**WORK TASK:** All of the data that follows should be written out exactly.

**Dataset entries:**
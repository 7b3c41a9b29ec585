//! Configuration management subsystem.
//!
//! # Data Flow
//! ```text
//! config file (TOML)
//!     → loader.rs (parse & deserialize)
//!     → validation.rs (semantic checks)
//!     → AvatarConfig (validated, immutable)
//!     → consumed once by lifecycle::startup
//! ```
//!
//! # Design Decisions
//! - Config is immutable once loaded; changes require a restart
//! - All fields have defaults to allow minimal configs
//! - Validation separates syntactic (serde) from semantic checks

pub mod loader;
pub mod schema;
pub mod validation;

pub use loader::{load_config, ConfigError};
pub use schema::AvatarConfig;
pub use schema::{
    CacheConfig, ConversionConfig, HttpConfig, ListenerConfig, LogFormat, ModelConfig,
    ObservabilityConfig, PaletteConfig, TimeoutConfig,
};
pub use validation::{validate_config, ValidationError};
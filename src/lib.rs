//! Avatar colour customization server library.

// Core subsystems
pub mod config;
pub mod http;
pub mod pipeline;

// Domain
pub mod cache;
pub mod convert;
pub mod model;
pub mod palette;
pub mod params;

// Cross-cutting concerns
pub mod lifecycle;
pub mod observability;

pub use config::schema::AvatarConfig;
pub use http::HttpServer;
pub use lifecycle::Shutdown;
pub use pipeline::AvatarPipeline;
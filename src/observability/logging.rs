//! Structured logging.
//!
//! # Responsibilities
//! - Initialize the tracing subscriber once at startup
//! - Pick pretty or JSON output from config
//!
//! # Design Decisions
//! - `RUST_LOG` takes precedence over the configured level
//! - The configured level applies to this crate and `tower_http`

use tracing_subscriber::{layer::SubscriberExt, util::SubscriberInitExt, EnvFilter};

use crate::config::{LogFormat, ObservabilityConfig};

/// Default filter directives for a given level.
pub fn default_directives(level: &str) -> String {
    format!("avatar_server={level},tower_http={level}")
}

/// Install the global subscriber.
pub fn init_logging(config: &ObservabilityConfig) {
    let filter = EnvFilter::try_from_default_env()
        .unwrap_or_else(|_| default_directives(&config.log_level).into());

    let registry = tracing_subscriber::registry().with(filter);
    match config.log_format {
        LogFormat::Pretty => registry.with(tracing_subscriber::fmt::layer()).init(),
        LogFormat::Json => registry
            .with(tracing_subscriber::fmt::layer().json().with_current_span(true))
            .init(),
    }
}
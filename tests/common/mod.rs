//! Shared utilities for integration tests.

#![allow(dead_code)]

use async_trait::async_trait;
use avatar_server::config::AvatarConfig;
use avatar_server::convert::{ConversionAdapter, ConvertError, EncodeOptions, GltfWriter, ModelFormat};
use avatar_server::lifecycle::startup::{assemble, pipeline_builder};
use avatar_server::lifecycle::Shutdown;
use avatar_server::model::ModelDocument;
use avatar_server::pipeline::PipelineBuilder;
use bytes::Bytes;
use std::net::SocketAddr;
use std::sync::atomic::{AtomicBool, AtomicUsize, Ordering};
use std::sync::Arc;
use std::time::Duration;
use tokio::net::TcpListener;

/// A running server on an ephemeral port.
pub struct TestServer {
    pub addr: SocketAddr,
    pub shutdown: Shutdown,
}

impl TestServer {
    pub fn url(&self, path: &str) -> String {
        format!("http://{}{}", self.addr, path)
    }
}

impl Drop for TestServer {
    fn drop(&mut self) {
        self.shutdown.trigger();
    }
}

/// Start a server with default converters.
pub async fn start_server(config: AvatarConfig) -> TestServer {
    start_server_with(config, |builder| builder).await
}

/// Start a server after letting the caller adjust the pipeline.
pub async fn start_server_with<F>(mut config: AvatarConfig, customize: F) -> TestServer
where
    F: FnOnce(PipelineBuilder) -> PipelineBuilder,
{
    config.listener.bind_address = "127.0.0.1:0".into();
    let builder = customize(pipeline_builder(&config).unwrap());
    let server = assemble(config, builder).unwrap();

    let listener = TcpListener::bind("127.0.0.1:0").await.unwrap();
    let addr = listener.local_addr().unwrap();
    let shutdown = Shutdown::new();
    let server_shutdown = shutdown.subscribe();

    tokio::spawn(async move {
        let _ = server.run(listener, server_shutdown).await;
    });

    TestServer { addr, shutdown }
}

pub fn client() -> reqwest::Client {
    reqwest::Client::builder().no_proxy().build().unwrap()
}

/// Writes glTF JSON after an optional delay, counting calls.
#[derive(Debug, Default)]
pub struct CountingAdapter {
    pub calls: AtomicUsize,
    pub delay: Duration,
}

impl CountingAdapter {
    pub fn with_delay(delay: Duration) -> Arc<Self> {
        Arc::new(Self {
            calls: AtomicUsize::new(0),
            delay,
        })
    }

    pub fn calls(&self) -> usize {
        self.calls.load(Ordering::SeqCst)
    }
}

#[async_trait]
impl ConversionAdapter for CountingAdapter {
    async fn encode(&self, model: ModelDocument, options: EncodeOptions) -> Result<Bytes, ConvertError> {
        self.calls.fetch_add(1, Ordering::SeqCst);
        tokio::time::sleep(self.delay).await;
        GltfWriter.encode(model, options).await
    }
}

/// Fails while `failing` is set, then behaves like [`GltfWriter`].
#[derive(Debug)]
pub struct FlakyAdapter {
    pub failing: AtomicBool,
    pub calls: AtomicUsize,
}

impl FlakyAdapter {
    pub fn failing() -> Arc<Self> {
        Arc::new(Self {
            failing: AtomicBool::new(true),
            calls: AtomicUsize::new(0),
        })
    }

    pub fn recover(&self) {
        self.failing.store(false, Ordering::SeqCst);
    }
}

#[async_trait]
impl ConversionAdapter for FlakyAdapter {
    async fn encode(&self, model: ModelDocument, options: EncodeOptions) -> Result<Bytes, ConvertError> {
        self.calls.fetch_add(1, Ordering::SeqCst);
        if self.failing.load(Ordering::SeqCst) {
            return Err(ConvertError::Worker("injected failure".into()));
        }
        GltfWriter.encode(model, options).await
    }
}

/// Attach `adapter` as the glTF converter.
pub fn gltf_adapter(adapter: Arc<dyn ConversionAdapter>) -> impl FnOnce(PipelineBuilder) -> PipelineBuilder {
    move |builder| builder.adapter(ModelFormat::Gltf, adapter)
}
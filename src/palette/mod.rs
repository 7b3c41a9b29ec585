//! Colour palette subsystem.
//!
//! # Data Flow
//! ```text
//! config.palette.colors (startup)
//!     → Palette::from_tokens (normalize, dedupe)
//!     → Arc<Palette> shared by normalizer and customizer
//!
//! Per request:
//!     raw token ("#F7F6F5") → normalize_token → "f7f6f5" → set membership
//! ```
//!
//! # Design Decisions
//! - Palette is immutable once built; no interior mutability
//! - Validation is total: malformed tokens are simply "not in the palette"
//! - Case and a single leading `#` marker are ignored

pub mod validator;

pub use validator::{normalize_token, Palette, PaletteError, DEFAULT_COLORS};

**TASK RESULT:**
repository 7b3c41a9b29ec585
//! Configuration management subsystem.
//!
//! # Data Flow
//! ```text
//! config file (TOML)
//!     → loader.rs (parse & deserialize)
//!     → validation.rs (semantic checks)
//!     → AvatarConfig (validated, immutable)
//!     → consumed once by lifecycle::startup
//! ```
//!
//! # Design Decisions
//! - Config is immutable once loaded; changes require a restart
//! - All fields have defaults to allow minimal configs
//! - Validation separates syntactic (serde) from semantic checks

pub mod loader;
pub mod schema;
pub mod validation;

pub use loader::{load_config, ConfigError};
pub use schema::AvatarConfig;
pub use schema::{
    CacheConfig, ConversionConfig, HttpConfig, ListenerConfig, LogFormat, ModelConfig,
    ObservabilityConfig, PaletteConfig, TimeoutConfig,
};
pub use validation::{validate_config, ValidationError};
filename src/lib.rs
//! Avatar colour customization server library.

// Core subsystems
pub mod config;
pub mod http;
pub mod pipeline;

// Domain
pub mod cache;
pub mod convert;
pub mod model;
pub mod palette;
pub mod params;

// Cross-cutting concerns
pub mod lifecycle;
pub mod observability;

pub use config::schema::AvatarConfig;
pub use http::HttpServer;
pub use lifecycle::Shutdown;
pub use pipeline::AvatarPipeline;
filename src/observability/logging.rs
//! Structured logging.
//!
//! # Responsibilities
//! - Initialize the tracing subscriber once at startup
//! - Pick pretty or JSON output from config
//!
//! # Design Decisions
//! - `RUST_LOG` takes precedence over the configured level
//! - The configured level applies to this crate and `tower_http`

use tracing_subscriber::{layer::SubscriberExt, util::SubscriberInitExt, EnvFilter};

use crate::config::{LogFormat, ObservabilityConfig};

/// Default filter directives for a given level.
pub fn default_directives(level: &str) -> String {
    format!("avatar_server={level},tower_http={level}")
}

/// Install the global subscriber.
pub fn init_logging(config: &ObservabilityConfig) {
    let filter = EnvFilter::try_from_default_env()
        .unwrap_or_else(|_| default_directives(&config.log_level).into());

    let registry = tracing_subscriber::registry().with(filter);
    match config.log_format {
        LogFormat::Pretty => registry.with(tracing_subscriber::fmt::layer()).init(),
        LogFormat::Json => registry
            .with(tracing_subscriber::fmt::layer().json().with_current_span(true))
            .init(),
    }
}
filename tests/common/mod.rs
//! Shared utilities for integration tests.

#![allow(dead_code)]

use async_trait::async_trait;
use avatar_server::config::AvatarConfig;
use avatar_server::convert::{ConversionAdapter, ConvertError, EncodeOptions, GltfWriter, ModelFormat};
use avatar_server::lifecycle::startup::{assemble, pipeline_builder};
use avatar_server::lifecycle::Shutdown;
use avatar_server::model::ModelDocument;
use avatar_server::pipeline::PipelineBuilder;
use bytes::Bytes;
use std::net::SocketAddr;
use std::sync::atomic::{AtomicBool, AtomicUsize, Ordering};
use std::sync::Arc;
use std::time::Duration;
use tokio::net::TcpListener;

/// A running server on an ephemeral port.
pub struct TestServer {
    pub addr: SocketAddr,
    pub shutdown: Shutdown,
}

impl TestServer {
    pub fn url(&self, path: &str) -> String {
        format!("http://{}{}", self.addr, path)
    }
}

impl Drop for TestServer {
    fn drop(&mut self) {
        self.shutdown.trigger();
    }
}

/// Start a server with default converters.
pub async fn start_server(config: AvatarConfig) -> TestServer {
    start_server_with(config, |builder| builder).await
}

/// Start a server after letting the caller adjust the pipeline.
pub async fn start_server_with<F>(mut config: AvatarConfig, customize: F) -> TestServer
where
    F: FnOnce(PipelineBuilder) -> PipelineBuilder,
{
    config.listener.bind_address = "127.0.0.1:0".into();
    let builder = customize(pipeline_builder(&config).unwrap());
    let server = assemble(config, builder).unwrap();

    let listener = TcpListener::bind("127.0.0.1:0").await.unwrap();
    let addr = listener.local_addr().unwrap();
    let shutdown = Shutdown::new();
    let server_shutdown = shutdown.subscribe();

    tokio::spawn(async move {
        let _ = server.run(listener, server_shutdown).await;
    });

    TestServer { addr, shutdown }
}

pub fn client() -> reqwest::Client {
    reqwest::Client::builder().no_proxy().build().unwrap()
}

/// Writes glTF JSON after an optional delay, counting calls.
#[derive(Debug, Default)]
pub struct CountingAdapter {
    pub calls: AtomicUsize,
    pub delay: Duration,
}

impl CountingAdapter {
    pub fn with_delay(delay: Duration) -> Arc<Self> {
        Arc::new(Self {
            calls: AtomicUsize::new(0),
            delay,
        })
    }

    pub fn calls(&self) -> usize {
        self.calls.load(Ordering::SeqCst)
    }
}

#[async_trait]
impl ConversionAdapter for CountingAdapter {
    async fn encode(&self, model: ModelDocument, options: EncodeOptions) -> Result<Bytes, ConvertError> {
        self.calls.fetch_add(1, Ordering::SeqCst);
        tokio::time::sleep(self.delay).await;
        GltfWriter.encode(model, options).await
    }
}

/// Fails while `failing` is set, then behaves like [`GltfWriter`].
#[derive(Debug)]
pub struct FlakyAdapter {
    pub failing: AtomicBool,
    pub calls: AtomicUsize,
}

impl FlakyAdapter {
    pub fn failing() -> Arc<Self> {
        Arc::new(Self {
            failing: AtomicBool::new(true),
            calls: AtomicUsize::new(0),
        })
    }

    pub fn recover(&self) {
        self.failing.store(false, Ordering::SeqCst);
    }
}

#[async_trait]
impl ConversionAdapter for FlakyAdapter {
    async fn encode(&self, model: ModelDocument, options: EncodeOptions) -> Result<Bytes, ConvertError> {
        self.calls.fetch_add(1, Ordering::SeqCst);
        if self.failing.load(Ordering::SeqCst) {
            return Err(ConvertError::Worker("injected failure".into()));
        }
        GltfWriter.encode(model, options).await
    }
}

/// Attach `adapter` as the glTF converter.
pub fn gltf_adapter(adapter: Arc<dyn ConversionAdapter>) -> impl FnOnce(PipelineBuilder) -> PipelineBuilder {
    move |builder| builder.adapter(ModelFormat::Gltf, adapter)
}
filename src/palette/mod.rs
repository 7b3c41a9b29ec585
//! Colour palette subsystem.
//!
//! # Data Flow
//! ```text
//! config.palette.colors (startup)
//!     → Palette::from_tokens (normalize, dedupe)
//!     → Arc<Palette> shared by normalizer and customizer
//!
//! Per request:
//!     raw token ("#F7F6F5") → normalize_token → "f7f6f5" → set membership
//! ```
//!
//! # Design Decisions
//! - Palette is immutable once built; no interior mutability
//! - Validation is total: malformed tokens are simply "not in the palette"
//! - Case and a single leading `#` marker are ignored

pub mod validator;

pub use validator::{normalize_token, Palette, PaletteError, DEFAULT_COLORS};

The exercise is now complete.